** What the task requires **
Lines of the data that contain the word "live" are the ones to copy.

** Source records **
○ ○ ○ ○ ○ ○ ○

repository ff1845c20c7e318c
//! Per-volume serialisation of mutating operations.
//!
//! Each volume name maps to its own async mutex, created on first use and
//! dropped from the registry once the last holder or waiter lets go. Work on
//! different volumes never contends.

use std::collections::HashMap;
use std::sync::{Arc, Mutex, PoisonError};

use tokio::sync::OwnedMutexGuard;
use tracing::trace;

type Registry = HashMap<String, Arc<tokio::sync::Mutex<()>>>;

/// Registry of per-volume locks. Cloning shares the registry.
#[derive(Clone, Debug, Default)]
pub struct VolumeLocks {
    registry: Arc<Mutex<Registry>>,
}

impl VolumeLocks {
    /// Creates an empty registry.
    #[must_use]
    pub fn new() -> Self {
        Self::default()
    }

    /// Waits for exclusive access to `key` and returns a guard releasing it
    /// on drop.
    ///
    /// Dropping the returned future before it completes gives up the wait
    /// and releases the registry entry.
    pub async fn lock(&self, key: &str) -> VolumeLockGuard {
        let mut waiter = Waiter {
            registry: &self.registry,
            key,
            acquired: false,
        };
        trace!(volume = key, "waiting for volume lock");
        let guard = self.entry(key).lock_owned().await;
        waiter.acquired = true;
        VolumeLockGuard {
            guard: Some(guard),
            key: key.to_owned(),
            registry: Arc::clone(&self.registry),
        }
    }

    /// Returns a guard for `key` if nobody currently holds it.
    #[must_use]
    pub fn try_lock(&self, key: &str) -> Option<VolumeLockGuard> {
        let entry = self.entry(key);
        let Ok(guard) = entry.try_lock_owned() else {
            release(&self.registry, key);
            return None;
        };
        Some(VolumeLockGuard {
            guard: Some(guard),
            key: key.to_owned(),
            registry: Arc::clone(&self.registry),
        })
    }

    /// Returns the number of volumes with a live lock entry.
    #[must_use]
    pub fn len(&self) -> usize {
        self.registry
            .lock()
            .unwrap_or_else(PoisonError::into_inner)
            .len()
    }

    /// Returns `true` when no volume lock is held or awaited.
    #[must_use]
    pub fn is_empty(&self) -> bool {
        self.len() == 0
    }

    fn entry(&self, key: &str) -> Arc<tokio::sync::Mutex<()>> {
        let mut registry = self
            .registry
            .lock()
            .unwrap_or_else(PoisonError::into_inner);
        Arc::clone(registry.entry(key.to_owned()).or_default())
    }
}

/// Removes `key` when the registry holds the only remaining reference.
fn release(registry: &Mutex<Registry>, key: &str) {
    let mut map = registry.lock().unwrap_or_else(PoisonError::into_inner);
    if map
        .get(key)
        .is_some_and(|entry| Arc::strong_count(entry) == 1)
    {
        map.remove(key);
    }
}

/// Registry claim held while a lock is awaited. Declared before the
/// acquiring future so a cancelled wait drops that future first.
struct Waiter<'a> {
    registry: &'a Mutex<Registry>,
    key: &'a str,
    acquired: bool,
}

impl Drop for Waiter<'_> {
    fn drop(&mut self) {
        if !self.acquired {
            release(self.registry, self.key);
            trace!(volume = self.key, "abandoned wait for volume lock");
        }
    }
}

/// Exclusive access to one volume; released on drop.
#[derive(Debug)]
pub struct VolumeLockGuard {
    guard: Option<OwnedMutexGuard<()>>,
    key: String,
    registry: Arc<Mutex<Registry>>,
}

impl VolumeLockGuard {
    /// Returns the volume key this guard protects.
    #[must_use]
    pub fn key(&self) -> &str {
        &self.key
    }
}

impl Drop for VolumeLockGuard {
    fn drop(&mut self) {
        drop(self.guard.take());
        release(&self.registry, &self.key);
        trace!(volume = %self.key, "released volume lock");
    }
}
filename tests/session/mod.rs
mod bdd_steps;
mod scenarios;
mod test_helpers;
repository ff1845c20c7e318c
//! JSON envelopes exchanged with the controller.
//!
//! Requests are `{"method", "id", "params"}`; responses carry either a
//! method-specific `result` or an `error` object with `code`, `message` and
//! `name`.

use serde::de::DeserializeOwned;
use serde::{Deserialize, Serialize};

use super::RpcError;

#[derive(Serialize)]
struct RequestEnvelope<'a, P> {
    method: &'a str,
    id: u32,
    params: &'a P,
}

#[derive(Deserialize)]
struct ErrorEnvelope {
    #[serde(default)]
    error: Option<ApiErrorBody>,
}

#[derive(Deserialize)]
struct ApiErrorBody {
    #[serde(default)]
    code: i64,
    #[serde(default)]
    message: String,
    #[serde(default)]
    name: String,
}

#[derive(Deserialize)]
struct ResultEnvelope<R> {
    result: R,
}

pub(crate) fn encode_request<P: Serialize>(
    method: &str,
    id: u32,
    params: &P,
) -> Result<Vec<u8>, RpcError> {
    serde_json::to_vec(&RequestEnvelope { method, id, params }).map_err(|err| RpcError::Encode {
        method: method.to_owned(),
        message: err.to_string(),
    })
}

/// Fails with [`RpcError::Api`] when `body` is an error envelope with a
/// non-zero code.
pub(crate) fn check_error(method: &str, body: &[u8]) -> Result<(), RpcError> {
    let envelope: ErrorEnvelope =
        serde_json::from_slice(body).map_err(|err| RpcError::MalformedResponse {
            method: method.to_owned(),
            message: err.to_string(),
        })?;
    match envelope.error {
        Some(error) if error.code != 0 => Err(RpcError::Api {
            method: method.to_owned(),
            code: error.code,
            name: error.name,
            message: error.message,
        }),
        _ => Ok(()),
    }
}

/// Returns `true` when `body` decodes as an envelope carrying an error.
pub(crate) fn carries_error(body: &[u8]) -> bool {
    serde_json::from_slice::<ErrorEnvelope>(body).is_ok_and(|envelope| envelope.error.is_some())
}

pub(crate) fn decode_result<R: DeserializeOwned>(method: &str, body: &[u8]) -> Result<R, RpcError> {
    serde_json::from_slice::<ResultEnvelope<R>>(body)
        .map(|envelope| envelope.result)
        .map_err(|err| RpcError::MalformedResponse {
            method: method.to_owned(),
            message: err.to_string(),
        })
}
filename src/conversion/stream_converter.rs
//! OpenAI to Claude streaming conversion
//!
//! [`StreamTranslator`] turns backend [`StreamFragment`]s into Claude stream
//! events. It owns all per-stream state: block index assignment, tool call
//! accumulation and the running output token count. [`translate_stream`]
//! drives one translator over a live fragment stream.
//!
//! Block lifecycle: every index gets exactly one `content_block_start`, any
//! number of deltas, and exactly one `content_block_stop` before
//! `message_stop`. Indices are handed out in order of first appearance and
//! never reused.

use super::response_converter::map_finish_reason;
use crate::core::constants::{id, new_id};
use crate::core::error_mapper::NormalizedError;
use crate::core::provider::FragmentStream;
use crate::core::tokenizer::TokenCounter;
use crate::models::claude::{
    BlockDelta, DeltaUsage, ErrorKind, MessageDeltaBody, MessagesResponse, ResponseBlock,
    StopReason, StreamEvent,
};
use crate::models::openai::{StreamFragment, ToolCallFragment};
use futures::{Stream, StreamExt};
use serde_json::{Value, json};
use std::collections::{BTreeMap, BTreeSet, HashMap};
use std::sync::Arc;
use tokio_util::sync::CancellationToken;
use tracing::{debug, error, info, warn};

/// Lifecycle of one translated stream
#[derive(Debug, Clone, Copy, PartialEq, Eq)]
pub enum StreamPhase {
    NotStarted,
    Active,
    /// A finish reason arrived; only finalization remains
    Finalizing,
    Closed,
    Erred,
}

/// Accumulated state of one tool call
#[derive(Debug, Default)]
struct ToolCallState {
    /// `None` while the backend has not sent the call's id yet
    id: Option<String>,
    name: String,
    arguments: String,
}

#[derive(Debug, Default)]
struct StreamState {
    next_index: u32,
    /// At most one text block per stream
    text_index: Option<u32>,
    /// Backend tool call slot -> client block index
    tool_slots: HashMap<u32, u32>,
    tool_blocks: BTreeMap<u32, ToolCallState>,
    /// Indices whose `content_block_start` went out
    started: BTreeSet<u32>,
    output_tokens: u32,
    stop_reason: Option<StopReason>,
}

impl StreamState {
    fn allocate_index(&mut self) -> u32 {
        let index = self.next_index;
        self.next_index += 1;
        index
    }

    fn add_tokens(&mut self, count: usize) {
        let count = u32::try_from(count).unwrap_or(u32::MAX);
        self.output_tokens = self.output_tokens.saturating_add(count);
    }
}

/// Per-request streaming state machine
pub struct StreamTranslator {
    message_id: String,
    original_model: String,
    token_counter: Arc<dyn TokenCounter>,
    initial_ping: bool,
    phase: StreamPhase,
    state: StreamState,
}

impl StreamTranslator {
    /// Create a translator echoing `original_model` in `message_start`
    pub fn new(original_model: impl Into<String>, token_counter: Arc<dyn TokenCounter>) -> Self {
        Self {
            message_id: new_id(id::MESSAGE),
            original_model: original_model.into(),
            token_counter,
            initial_ping: false,
            phase: StreamPhase::NotStarted,
            state: StreamState::default(),
        }
    }

    /// Emit a `ping` right after `message_start`
    pub fn with_initial_ping(mut self, enabled: bool) -> Self {
        self.initial_ping = enabled;
        self
    }

    pub fn message_id(&self) -> &str {
        &self.message_id
    }

    pub fn phase(&self) -> StreamPhase {
        self.phase
    }

    /// Output tokens counted so far
    pub fn output_tokens(&self) -> u32 {
        self.state.output_tokens
    }

    pub fn stop_reason(&self) -> Option<StopReason> {
        self.state.stop_reason
    }

    /// True once no more fragments should be consumed
    pub fn is_done(&self) -> bool {
        !matches!(self.phase, StreamPhase::NotStarted | StreamPhase::Active)
    }

    /// Translate one fragment into zero or more events
    pub fn push(&mut self, fragment: &StreamFragment) -> Vec<StreamEvent> {
        if self.is_done() {
            debug!(phase = ?self.phase, "Ignoring fragment after end of turn");
            return Vec::new();
        }

        let mut events = Vec::new();
        self.start(&mut events);

        if let Some(text) = fragment.text.as_deref().filter(|t| !t.is_empty()) {
            self.push_text(text, &mut events);
        }

        for call in &fragment.tool_calls {
            self.push_tool_call(call, &mut events);
        }

        if let Some(ref reason) = fragment.finish_reason {
            self.state.stop_reason = Some(map_finish_reason(Some(reason)));
            self.phase = StreamPhase::Finalizing;
        }

        events
    }

    /// Close every open block and end the message
    ///
    /// A stream that ends without a finish reason stops with `end_turn`.
    pub fn finish(&mut self) -> Vec<StreamEvent> {
        if matches!(self.phase, StreamPhase::Closed | StreamPhase::Erred) {
            return Vec::new();
        }

        let mut events = Vec::new();
        self.start(&mut events);
        self.phase = StreamPhase::Finalizing;

        if let Some(index) = self.state.text_index {
            events.push(StreamEvent::ContentBlockStop { index });
        }

        for (index, block) in &self.state.tool_blocks {
            if !self.state.started.contains(index) {
                warn!(
                    index,
                    name = %block.name,
                    "Dropping tool call that never received both an id and a name"
                );
                continue;
            }
            if !block.arguments.is_empty() && serde_json::from_str::<Value>(&block.arguments).is_err()
            {
                warn!(
                    index,
                    name = %block.name,
                    "Tool call arguments are not valid JSON, forwarding as-is"
                );
            }
            events.push(StreamEvent::ContentBlockStop { index: *index });
        }

        let stop_reason = self.state.stop_reason.unwrap_or(StopReason::EndTurn);
        debug!(
            message_id = %self.message_id,
            stop_reason = stop_reason.as_str(),
            output_tokens = self.state.output_tokens,
            "Finalizing stream"
        );
        events.push(StreamEvent::MessageDelta {
            delta: MessageDeltaBody {
                stop_reason,
                stop_sequence: None,
            },
            usage: DeltaUsage {
                output_tokens: self.state.output_tokens,
            },
        });
        events.push(StreamEvent::MessageStop);
        self.phase = StreamPhase::Closed;
        events
    }

    /// Abort the stream with a single `error` event
    pub fn fail(&mut self, message: impl Into<String>) -> Vec<StreamEvent> {
        if matches!(self.phase, StreamPhase::Closed | StreamPhase::Erred) {
            return Vec::new();
        }
        self.phase = StreamPhase::Erred;
        let error = NormalizedError::new(ErrorKind::ApiError, message).error_body();
        vec![StreamEvent::Error { error }]
    }

    fn start(&mut self, events: &mut Vec<StreamEvent>) {
        if self.phase != StreamPhase::NotStarted {
            return;
        }
        self.phase = StreamPhase::Active;
        events.push(StreamEvent::MessageStart {
            message: MessagesResponse::new(self.message_id.clone(), self.original_model.clone()),
        });
        if self.initial_ping {
            events.push(StreamEvent::Ping);
        }
    }

    fn push_text(&mut self, text: &str, events: &mut Vec<StreamEvent>) {
        let index = match self.state.text_index {
            Some(index) => index,
            None => {
                let index = self.state.allocate_index();
                self.state.text_index = Some(index);
                self.state.started.insert(index);
                events.push(StreamEvent::ContentBlockStart {
                    index,
                    content_block: ResponseBlock::Text {
                        text: String::new(),
                    },
                });
                index
            }
        };

        events.push(StreamEvent::ContentBlockDelta {
            index,
            delta: BlockDelta::TextDelta {
                text: text.to_string(),
            },
        });
        self.state.add_tokens(self.token_counter.count(text));
    }

    fn push_tool_call(&mut self, call: &ToolCallFragment, events: &mut Vec<StreamEvent>) {
        let index = match self.state.tool_slots.get(&call.index) {
            Some(&index) => index,
            None => {
                let index = self.state.allocate_index();
                self.state.tool_slots.insert(call.index, index);
                self.state.tool_blocks.insert(index, ToolCallState::default());
                index
            }
        };

        let Some(block) = self.state.tool_blocks.get_mut(&index) else {
            return;
        };

        if let Some(ref call_id) = call.id {
            if block.id.is_none() {
                block.id = Some(call_id.clone());
            }
        }
        if let Some(ref name) = call.name {
            block.name = name.clone();
        }

        if !self.state.started.contains(&index) && !block.name.is_empty() {
            if let Some(ref call_id) = block.id {
                self.state.started.insert(index);
                events.push(StreamEvent::ContentBlockStart {
                    index,
                    content_block: ResponseBlock::ToolUse {
                        id: call_id.clone(),
                        name: block.name.clone(),
                        input: json!({}),
                    },
                });
            }
        }

        // Arguments always feed the buffer; only those arriving once the block
        // has started are forwarded as deltas
        if let Some(ref arguments) = call.arguments {
            block.arguments.push_str(arguments);
            let tokens = self.token_counter.count(arguments);
            if self.state.started.contains(&index) {
                events.push(StreamEvent::ContentBlockDelta {
                    index,
                    delta: BlockDelta::InputJsonDelta {
                        partial_json: arguments.clone(),
                    },
                });
            }
            self.state.add_tokens(tokens);
        }
    }
}

/// How a translated stream ended, logged when the stream is dropped
#[derive(Debug, Clone, Copy, PartialEq, Eq)]
enum StreamOutcome {
    Completed,
    Failed,
    Cancelled,
}

struct OutcomeGuard {
    message_id: String,
    outcome: StreamOutcome,
    stop_reason: Option<StopReason>,
    output_tokens: u32,
}

impl Drop for OutcomeGuard {
    fn drop(&mut self) {
        let stop_reason = self.stop_reason.map(|r| r.as_str()).unwrap_or("none");
        match self.outcome {
            StreamOutcome::Completed => info!(
                message_id = %self.message_id,
                stop_reason,
                output_tokens = self.output_tokens,
                "Stream completed"
            ),
            StreamOutcome::Failed => error!(
                message_id = %self.message_id,
                output_tokens = self.output_tokens,
                "Stream failed"
            ),
            StreamOutcome::Cancelled => info!(
                message_id = %self.message_id,
                output_tokens = self.output_tokens,
                "Stream cancelled"
            ),
        }
    }
}

/// Drive `translator` over a live fragment stream
///
/// Events are yielded as soon as each fragment is translated. Cancelling
/// `cancel` stops consumption without finalization events, and dropping the
/// returned stream releases the backend stream the same way.
pub fn translate_stream(
    mut fragments: FragmentStream,
    mut translator: StreamTranslator,
    cancel: CancellationToken,
) -> impl Stream<Item = StreamEvent> + Send {
    async_stream::stream! {
        // Stays `Cancelled` unless the loop below reaches a verdict
        let mut guard = OutcomeGuard {
            message_id: translator.message_id().to_string(),
            outcome: StreamOutcome::Cancelled,
            stop_reason: None,
            output_tokens: 0,
        };
        let mut failure = None;

        loop {
            let next = tokio::select! {
                biased;
                _ = cancel.cancelled() => {
                    debug!(message_id = %guard.message_id, "Stream cancelled mid-flight");
                    break;
                }
                next = fragments.next() => next,
            };

            match next {
                Some(Ok(fragment)) => {
                    let events = translator.push(&fragment);
                    guard.output_tokens = translator.output_tokens();
                    for event in events {
                        yield event;
                    }
                    if translator.is_done() {
                        debug!(phase = ?translator.phase(), "Turn finished, closing stream");
                        break;
                    }
                }
                Some(Err(e)) => {
                    error!(message_id = %guard.message_id, "Backend stream failed: {}", e);
                    failure = Some(e.to_string());
                    break;
                }
                None => break,
            }
        }

        if let Some(message) = failure {
            guard.outcome = StreamOutcome::Failed;
            for event in translator.fail(message) {
                yield event;
            }
        } else if !cancel.is_cancelled() {
            let events = translator.finish();
            guard.outcome = StreamOutcome::Completed;
            guard.stop_reason = translator.stop_reason().or(Some(StopReason::EndTurn));
            for event in events {
                yield event;
            }
        }
        drop(fragments);
    }
}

○ ○ ○ ○ ○ ○ ○

** Solved exercise **
    /// Returns the number of volumes with a live lock entry.
//! drives one translator over a live fragment stream.
/// Drive `translator` over a live fragment stream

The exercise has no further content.